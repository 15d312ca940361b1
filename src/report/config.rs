//! Parser vocabulary: period captions, line-item captions and metrics.
//!
//! Everything has built-in defaults covering Vietnamese (VAS, form B 01-DN)
//! and English balance sheets. A TOML or JSON file can replace any top-level
//! section:
//!
//! ```toml
//! min_label_similarity = 0.9
//!
//! [periods]
//! start = ["Số đầu năm", "Beginning of year"]
//! end = ["Số cuối năm", "End of year"]
//!
//! [[line_items]]
//! key = "tong_tai_san"
//! labels = ["Tổng tài sản", "Tổng cộng tài sản"]
//!
//! [metrics]
//! headline_growth = ["tong_tai_san"]
//!
//! [[metrics.ratios]]
//! name = "debt_to_assets"
//! numerator = ["no_phai_tra"]
//! denominator = ["tong_tai_san"]
//! ```

use schemars::JsonSchema;
use toml_span::{DeserError, de_helpers::TableHelper};

use super::normalize::{fold_text, normalize_key};
use crate::{async_utils::io::read_json_or_toml, prelude::*, toml_utils::custom_deser_error};

/// Default threshold for fuzzy caption matching.
const DEFAULT_MIN_LABEL_SIMILARITY: f64 = 0.88;

/// Complete parser configuration. Immutable once loaded.
#[derive(Clone, Debug, Deserialize, JsonSchema, PartialEq, Serialize)]
#[serde(default, deny_unknown_fields)]
pub struct ParserConfig {
    /// Captions that introduce each period's column or section.
    pub periods: PeriodLabels,

    /// Row captions recognized as line items.
    pub line_items: Vec<LineItemLabels>,

    /// Metrics derived from the two periods.
    pub metrics: MetricCatalog,

    /// Minimum similarity, in `(0, 1]`, for a fuzzy caption match. `1.0`
    /// disables fuzzy matching.
    pub min_label_similarity: f64,
}

impl Default for ParserConfig {
    fn default() -> Self {
        Self {
            periods: PeriodLabels::default(),
            line_items: default_line_items(),
            metrics: MetricCatalog::default(),
            min_label_similarity: DEFAULT_MIN_LABEL_SIMILARITY,
        }
    }
}

impl ParserConfig {
    /// Load a configuration file (`.json` or TOML) and validate it.
    #[instrument(level = "debug", skip_all, fields(path = %path.display()))]
    pub async fn load(path: &Path) -> Result<Self> {
        let config = read_json_or_toml::<Self>(path).await?;
        config
            .validate()
            .with_context(|| format!("invalid parser configuration in {:?}", path))?;
        debug!(
            line_items = config.line_items.len(),
            ratios = config.metrics.ratios.len(),
            "Loaded parser configuration"
        );
        Ok(config)
    }

    /// Check the invariants the extractor relies on.
    pub fn validate(&self) -> Result<()> {
        if !(self.min_label_similarity > 0.0 && self.min_label_similarity <= 1.0) {
            return Err(anyhow!(
                "min_label_similarity must be in (0, 1], got {}",
                self.min_label_similarity
            ));
        }
        for (name, labels) in [("start", &self.periods.start), ("end", &self.periods.end)] {
            if labels.iter().all(|l| fold_text(l).is_empty()) {
                return Err(anyhow!("periods.{name} needs at least one non-empty label"));
            }
        }
        for item in &self.line_items {
            if normalize_key(&item.key).is_empty() {
                return Err(anyhow!("line item key {:?} is empty once normalized", item.key));
            }
            if item.labels.iter().all(|l| fold_text(l).is_empty()) {
                return Err(anyhow!("line item {:?} has no usable labels", item.key));
            }
        }
        for ratio in &self.metrics.ratios {
            if ratio.name.trim().is_empty()
                || ratio.numerator.is_empty()
                || ratio.denominator.is_empty()
            {
                return Err(anyhow!(
                    "ratio metric {:?} needs a name, a numerator and a denominator",
                    ratio.name
                ));
            }
        }
        Ok(())
    }
}

impl<'de> toml_span::Deserialize<'de> for ParserConfig {
    fn deserialize(value: &mut toml_span::Value<'de>) -> Result<Self, DeserError> {
        let defaults = Self::default();
        let mut th = TableHelper::new(value)?;
        let periods = th.optional("periods").unwrap_or(defaults.periods);
        let line_items = th.optional("line_items").unwrap_or(defaults.line_items);
        let metrics = th.optional("metrics").unwrap_or(defaults.metrics);
        let min_label_similarity = th.optional_s::<f64>("min_label_similarity");
        th.finalize(None)?;

        let min_label_similarity = match min_label_similarity {
            Some(spanned) if !(spanned.value > 0.0 && spanned.value <= 1.0) => {
                return Err(custom_deser_error(
                    spanned.span,
                    "min_label_similarity must be in (0, 1]",
                ));
            }
            Some(spanned) => spanned.value,
            None => defaults.min_label_similarity,
        };
        Ok(Self {
            periods,
            line_items,
            metrics,
            min_label_similarity,
        })
    }
}

/// Captions for the start and end periods.
#[derive(Clone, Debug, Deserialize, JsonSchema, PartialEq, Serialize)]
#[serde(default, deny_unknown_fields)]
pub struct PeriodLabels {
    /// Captions for the beginning-of-year column or section.
    pub start: Vec<String>,

    /// Captions for the end-of-year column or section.
    pub end: Vec<String>,
}

impl Default for PeriodLabels {
    fn default() -> Self {
        Self {
            start: strings(&[
                "Số đầu năm",
                "Đầu năm",
                "Số đầu kỳ",
                "Đầu kỳ",
                "Beginning of year",
                "Beginning of the year",
                "Start of year",
                "Opening balance",
            ]),
            end: strings(&[
                "Số cuối năm",
                "Cuối năm",
                "Số cuối kỳ",
                "Cuối kỳ",
                "End of year",
                "End of the year",
                "Closing balance",
            ]),
        }
    }
}

impl<'de> toml_span::Deserialize<'de> for PeriodLabels {
    fn deserialize(value: &mut toml_span::Value<'de>) -> Result<Self, DeserError> {
        let defaults = Self::default();
        let mut th = TableHelper::new(value)?;
        let start = th.optional("start").unwrap_or(defaults.start);
        let end = th.optional("end").unwrap_or(defaults.end);
        th.finalize(None)?;
        Ok(Self { start, end })
    }
}

/// Captions that all map to one line-item key.
#[derive(Clone, Debug, Deserialize, JsonSchema, PartialEq, Serialize)]
#[serde(deny_unknown_fields)]
pub struct LineItemLabels {
    /// The output key. Normalized to lowercase ASCII with underscores.
    pub key: String,

    /// Row captions, including OCR-prone or abbreviated variants.
    pub labels: Vec<String>,
}

impl<'de> toml_span::Deserialize<'de> for LineItemLabels {
    fn deserialize(value: &mut toml_span::Value<'de>) -> Result<Self, DeserError> {
        let mut th = TableHelper::new(value)?;
        let key = th.required("key")?;
        let labels = th.required("labels")?;
        th.finalize(None)?;
        Ok(Self { key, labels })
    }
}

/// Metrics computed from the two periods.
#[derive(Clone, Debug, Deserialize, JsonSchema, PartialEq, Serialize)]
#[serde(default, deny_unknown_fields)]
pub struct MetricCatalog {
    /// Keys tried in order for the headline `growth_rate` metric.
    pub headline_growth: Vec<String>,

    /// Ratios computed within each period.
    pub ratios: Vec<RatioMetric>,
}

impl Default for MetricCatalog {
    fn default() -> Self {
        Self {
            headline_growth: strings(&["tong_tai_san", "total_assets"]),
            ratios: vec![
                RatioMetric {
                    name: "debt_to_assets".to_owned(),
                    numerator: strings(&["no_phai_tra", "liabilities"]),
                    denominator: strings(&["tong_tai_san", "total_assets"]),
                },
                RatioMetric {
                    name: "equity_to_assets".to_owned(),
                    numerator: strings(&["von_chu_so_huu", "owners_equity"]),
                    denominator: strings(&["tong_tai_san", "total_assets"]),
                },
            ],
        }
    }
}

impl<'de> toml_span::Deserialize<'de> for MetricCatalog {
    fn deserialize(value: &mut toml_span::Value<'de>) -> Result<Self, DeserError> {
        let defaults = Self::default();
        let mut th = TableHelper::new(value)?;
        let headline_growth = th
            .optional("headline_growth")
            .unwrap_or(defaults.headline_growth);
        let ratios = th.optional("ratios").unwrap_or(defaults.ratios);
        th.finalize(None)?;
        Ok(Self {
            headline_growth,
            ratios,
        })
    }
}

/// A ratio of two line items within one period, emitted as `<name>_start`
/// and `<name>_end`.
#[derive(Clone, Debug, Deserialize, JsonSchema, PartialEq, Serialize)]
#[serde(deny_unknown_fields)]
pub struct RatioMetric {
    /// Metric name prefix.
    pub name: String,

    /// Candidate numerator keys; the first one present is used.
    pub numerator: Vec<String>,

    /// Candidate denominator keys; the first one present is used.
    pub denominator: Vec<String>,
}

impl<'de> toml_span::Deserialize<'de> for RatioMetric {
    fn deserialize(value: &mut toml_span::Value<'de>) -> Result<Self, DeserError> {
        let mut th = TableHelper::new(value)?;
        let name = th.required("name")?;
        let numerator = th.required("numerator")?;
        let denominator = th.required("denominator")?;
        th.finalize(None)?;
        Ok(Self {
            name,
            numerator,
            denominator,
        })
    }
}

fn strings(items: &[&str]) -> Vec<String> {
    items.iter().map(|s| (*s).to_owned()).collect()
}

fn line_item(key: &str, labels: &[&str]) -> LineItemLabels {
    LineItemLabels {
        key: key.to_owned(),
        labels: strings(labels),
    }
}

/// Built-in caption table. Vietnamese captions map to Vietnamese keys and
/// English captions to English keys, so output keys follow the document.
fn default_line_items() -> Vec<LineItemLabels> {
    vec![
        // Vietnamese balance sheet (B 01-DN).
        line_item("tong_tai_san", &["Tổng tài sản", "Tổng cộng tài sản"]),
        line_item("tai_san_ngan_han", &["Tài sản ngắn hạn"]),
        line_item("tai_san_dai_han", &["Tài sản dài hạn"]),
        line_item(
            "tien_va_tuong_duong_tien",
            &[
                "Tiền và các khoản tương đương tiền",
                "Tiền và tương đương tiền",
            ],
        ),
        line_item(
            "dau_tu_tai_chinh_ngan_han",
            &["Đầu tư tài chính ngắn hạn", "Các khoản đầu tư tài chính ngắn hạn"],
        ),
        line_item(
            "phai_thu_ngan_han",
            &["Các khoản phải thu ngắn hạn", "Phải thu ngắn hạn"],
        ),
        line_item("hang_ton_kho", &["Hàng tồn kho"]),
        line_item("tai_san_co_dinh", &["Tài sản cố định"]),
        line_item("no_phai_tra", &["Nợ phải trả", "Tổng nợ phải trả"]),
        line_item("no_ngan_han", &["Nợ ngắn hạn"]),
        line_item("no_dai_han", &["Nợ dài hạn"]),
        line_item("von_chu_so_huu", &["Vốn chủ sở hữu"]),
        line_item(
            "von_gop_cua_chu_so_huu",
            &["Vốn góp của chủ sở hữu", "Vốn đầu tư của chủ sở hữu"],
        ),
        line_item(
            "loi_nhuan_sau_thue_chua_phan_phoi",
            &["Lợi nhuận sau thuế chưa phân phối"],
        ),
        line_item(
            "tong_nguon_von",
            &["Tổng nguồn vốn", "Tổng cộng nguồn vốn"],
        ),
        // English statements.
        line_item("total_assets", &["Total assets"]),
        line_item("current_assets", &["Current assets", "Short-term assets"]),
        line_item(
            "non_current_assets",
            &["Non-current assets", "Long-term assets"],
        ),
        line_item(
            "cash_and_cash_equivalents",
            &["Cash and cash equivalents"],
        ),
        line_item("inventories", &["Inventories", "Inventory"]),
        line_item("liabilities", &["Liabilities", "Total liabilities"]),
        line_item(
            "current_liabilities",
            &["Current liabilities", "Short-term liabilities"],
        ),
        line_item(
            "non_current_liabilities",
            &["Non-current liabilities", "Long-term liabilities"],
        ),
        line_item(
            "owners_equity",
            &["Owner's equity", "Owners' equity", "Equity", "Total equity"],
        ),
        line_item(
            "total_resources",
            &["Total resources", "Total liabilities and equity"],
        ),
    ]
}

#[cfg(test)]
mod tests {
    use super::*;
    use crate::toml_utils::from_toml_str;

    #[test]
    fn defaults_are_valid() {
        let config = ParserConfig::default();
        config.validate().unwrap();
        assert!(config.line_items.iter().any(|i| i.key == "tong_tai_san"));
        assert!(config.line_items.iter().any(|i| i.key == "total_assets"));
    }

    #[test]
    fn default_keys_are_already_normalized() {
        for item in ParserConfig::default().line_items {
            assert_eq!(normalize_key(&item.key), item.key);
        }
    }

    #[test]
    fn toml_sections_replace_defaults() {
        let config: ParserConfig = from_toml_str(
            r#"
min_label_similarity = 0.95

[[line_items]]
key = "cash"
labels = ["Cash on hand"]
"#,
        )
        .unwrap();
        assert_eq!(config.min_label_similarity, 0.95);
        assert_eq!(config.line_items.len(), 1);
        assert_eq!(config.line_items[0].key, "cash");
        // Untouched sections keep their defaults.
        assert_eq!(config.periods, PeriodLabels::default());
        assert_eq!(config.metrics, MetricCatalog::default());
    }

    #[test]
    fn toml_ratios_parse() {
        let config: ParserConfig = from_toml_str(
            r#"
[metrics]
headline_growth = ["cash"]

[[metrics.ratios]]
name = "cash_share"
numerator = ["cash"]
denominator = ["total_assets"]
"#,
        )
        .unwrap();
        assert_eq!(config.metrics.headline_growth, vec!["cash"]);
        assert_eq!(config.metrics.ratios.len(), 1);
        assert_eq!(config.metrics.ratios[0].name, "cash_share");
    }

    #[test]
    fn toml_rejects_bad_similarity_and_unknown_keys() {
        assert!(from_toml_str::<ParserConfig>("min_label_similarity = 1.5").is_err());
        assert!(from_toml_str::<ParserConfig>("surprise = true").is_err());
    }

    #[test]
    fn json_config_uses_serde_defaults() {
        let config: ParserConfig = serde_json::from_value(json!({
            "periods": { "start": ["Opening"], "end": ["Closing"] }
        }))
        .unwrap();
        assert_eq!(config.periods.start, vec!["Opening"]);
        assert_eq!(config.line_items, ParserConfig::default().line_items);
    }

    #[test]
    fn validate_catches_unusable_entries() {
        let mut config = ParserConfig::default();
        config.line_items.push(LineItemLabels {
            key: "---".to_owned(),
            labels: vec!["Something".to_owned()],
        });
        assert!(config.validate().is_err());

        let mut config = ParserConfig::default();
        config.periods.end = vec!["   ".to_owned()];
        assert!(config.validate().is_err());

        let config = ParserConfig {
            min_label_similarity: 0.0,
            ..ParserConfig::default()
        };
        assert!(config.validate().is_err());
    }
}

Your instructions: For each line in the records that holds "Tổng", show that line as it stands.

The completed task:
//! labels = ["Tổng tài sản", "Tổng cộng tài sản"]
        line_item("tong_tai_san", &["Tổng tài sản", "Tổng cộng tài sản"]),
        line_item("no_phai_tra", &["Nợ phải trả", "Tổng nợ phải trả"]),
            &["Tổng nguồn vốn", "Tổng cộng nguồn vốn"],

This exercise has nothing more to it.